I have no idea what the future holds from here on any front right now.  But, I know the Lord knows and He has me right where He wants me and when He is ready to move me elsewhere He will let me know.  I need to trust Him, trust those supporting and counseling me.  I need to be willing to let go of my original ideas if that is where He leads.

I am still my limit-pushing self and Friday evening when I did my usual stretches and noticed where range of motion was at, I became curious as to whether I could sit cross-legged again.  So, I tried and this is the result.  Not too bad!



I do not normally post links. However, I think what I read this morning fitting for the current circumstances.  I also think the video link a friend had posted is also fitting.  I am not reading anything into either of them, just aware of how appropriate they are.

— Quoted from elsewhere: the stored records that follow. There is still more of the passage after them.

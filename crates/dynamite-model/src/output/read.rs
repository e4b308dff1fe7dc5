//! `Query` and `Scan`.

use std::collections::HashMap;

use serde::{Deserialize, Serialize};

use crate::types::{ConsumedCapacity, Item, Key};

/// Output for `Query`.
#[derive(Debug, Clone, Default, PartialEq, Serialize, Deserialize)]
#[serde(rename_all = "PascalCase")]
pub struct QueryOutput {
    #[serde(default, skip_serializing_if = "Vec::is_empty")]
    pub items: Vec<Item>,
    /// Number of items after filtering.
    #[serde(default)]
    pub count: i32,
    /// Number of items evaluated before filtering.
    #[serde(default)]
    pub scanned_count: i32,
    /// Cursor for the next page; empty on the last page.
    #[serde(default, skip_serializing_if = "HashMap::is_empty")]
    pub last_evaluated_key: Key,
    #[serde(skip_serializing_if = "Option::is_none")]
    pub consumed_capacity: Option<ConsumedCapacity>,
}

/// Output for `Scan`.
#[derive(Debug, Clone, Default, PartialEq, Serialize, Deserialize)]
#[serde(rename_all = "PascalCase")]
pub struct ScanOutput {
    #[serde(default, skip_serializing_if = "Vec::is_empty")]
    pub items: Vec<Item>,
    #[serde(default)]
    pub count: i32,
    #[serde(default)]
    pub scanned_count: i32,
    #[serde(default, skip_serializing_if = "HashMap::is_empty")]
    pub last_evaluated_key: Key,
    #[serde(skip_serializing_if = "Option::is_none")]
    pub consumed_capacity: Option<ConsumedCapacity>,
}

https://thepianoguys.com/portfolio/okay/

This Is Exactly What You Need to Hear Today - OKAY - ThePianoGuys


http://www.crosswalk.com/devotionals/desert/streams-in-the-desert-september-24th.html

When the Spirit Shuts a Door - Streams in the Desert - September 24

After they were come to Mysia, they assayed to go into Bithyma: but the Spirit suffered them not (Acts 16:7).
What a strange prohibition! These men were going into Bithynia just to do Christ's work, and the door is shut against them by Christ's own Spirit.
I, too, have experienced this in certain moments. I have sometimes found myself interrupted in what seemed to me a career of usefulness. Opposition came and forced me to go back, or sickness came and compelled me to retire into a desert apart.
It was hard at such times to leave my work undone when I believed that work to be the service of the Spirit. But I came to remember that the Spirit has not only a service of work, but a service of waiting. I came to see that in the Kingdom of Christ there are not only times for action, but times in which to forbear acting. I came to learn that the desert place apart is often the most useful spot in the varied life of man--more rich in harvest than the seasons in which the corn and wine abounded. I have been taught to thank the blessed Spirit that many a darling Bithynia had to be left unvisited by me.
And so, Thou Divine Spirit, would I still be led by Thee. Still there come to me disappointed prospects of usefulness. Today the door seems to open into life and work for Thee; tomorrow it closes before me just as I am about to enter. Teach me to see another door in the very inaction of the hour. Help me to find in the very prohibition thus to serve Thee, a new opening into Thy service. Inspire me with the knowledge that a man may at times be called to do his duty by doing nothing, to work by keeping still, to serve by waiting. When I remember the power of the "still small voice," I shall not murmur that sometimes the Spirit suffers me not to go.
--George Matheson
"When I cannot understand my Father's leading,
And it seems to be but hard and cruel fate,
I Still I hear that gentle whisper ever
pleading,God is working, God is faithful, ONLY WAIT."